--- WORKING DATA Enclosed Below ---

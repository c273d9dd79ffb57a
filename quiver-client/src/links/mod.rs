//! The link chain
//!
//! An operation flows through an explicit ordered list of stages. Each stage
//! may mutate the outgoing operation in `before` (headers accumulate in its
//! context) and observe or transform the terminal outcome in `after`.
//! `before` hooks run left-to-right ahead of the transport; `after` hooks
//! compose in reverse order behind it. Order is significant: auth and trace
//! must attach headers before the transport executes.
//!
//! Only the auth stage suspends the forward path (it awaits token
//! resolution); dropping the in-flight future during that await cancels the
//! operation before any network call.

pub mod auth;
pub mod error;
pub mod timing;
pub mod trace;

pub use auth::AuthLink;
pub use error::ErrorLink;
pub use timing::TimingLink;
pub use trace::TraceLink;

use async_trait::async_trait;
use quiver_core::{Operation, Outcome, QuiverResult};

/// One stage of the chain.
#[async_trait]
pub trait Link: Send + Sync {
    /// Observe/mutate the outgoing operation. May suspend; the operation is
    /// not forwarded until this resolves.
    async fn before(&self, op: &mut Operation) -> QuiverResult<()> {
        let _ = op;
        Ok(())
    }

    /// Observe/transform the terminal outcome. Runs for failures too.
    fn after(&self, op: &Operation, outcome: &mut Outcome) {
        let _ = (op, outcome);
    }
}
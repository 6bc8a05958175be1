//! The active workspace and the application state around it.
//!
//! [`WorkspaceSelector`] is the selection state machine on its own;
//! [`WorkspaceContext`] wires it to the signed-in user, their teams and the
//! team directory.

mod context;
mod selector;

pub use context::WorkspaceContext;
pub use selector::{SwitchRequest, Workspace, WorkspaceSelector};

--- End of Enclosed WORKING DATA ---

EXERCISE PROMPT ▸
Among the records above, extract exactly the lines from the line with "use async_trait::async_trait;" to the line with "repository 6bc8a05958175be1", both lines included, and leave out the rest.

EXERCISE ANSWER ▸
use async_trait::async_trait;
use quiver_core::{Operation, Outcome, QuiverResult};

/// One stage of the chain.
#[async_trait]
pub trait Link: Send + Sync {
    /// Observe/mutate the outgoing operation. May suspend; the operation is
    /// not forwarded until this resolves.
    async fn before(&self, op: &mut Operation) -> QuiverResult<()> {
        let _ = op;
        Ok(())
    }

    /// Observe/transform the terminal outcome. Runs for failures too.
    fn after(&self, op: &Operation, outcome: &mut Outcome) {
        let _ = (op, outcome);
    }
}
repository 6bc8a05958175be1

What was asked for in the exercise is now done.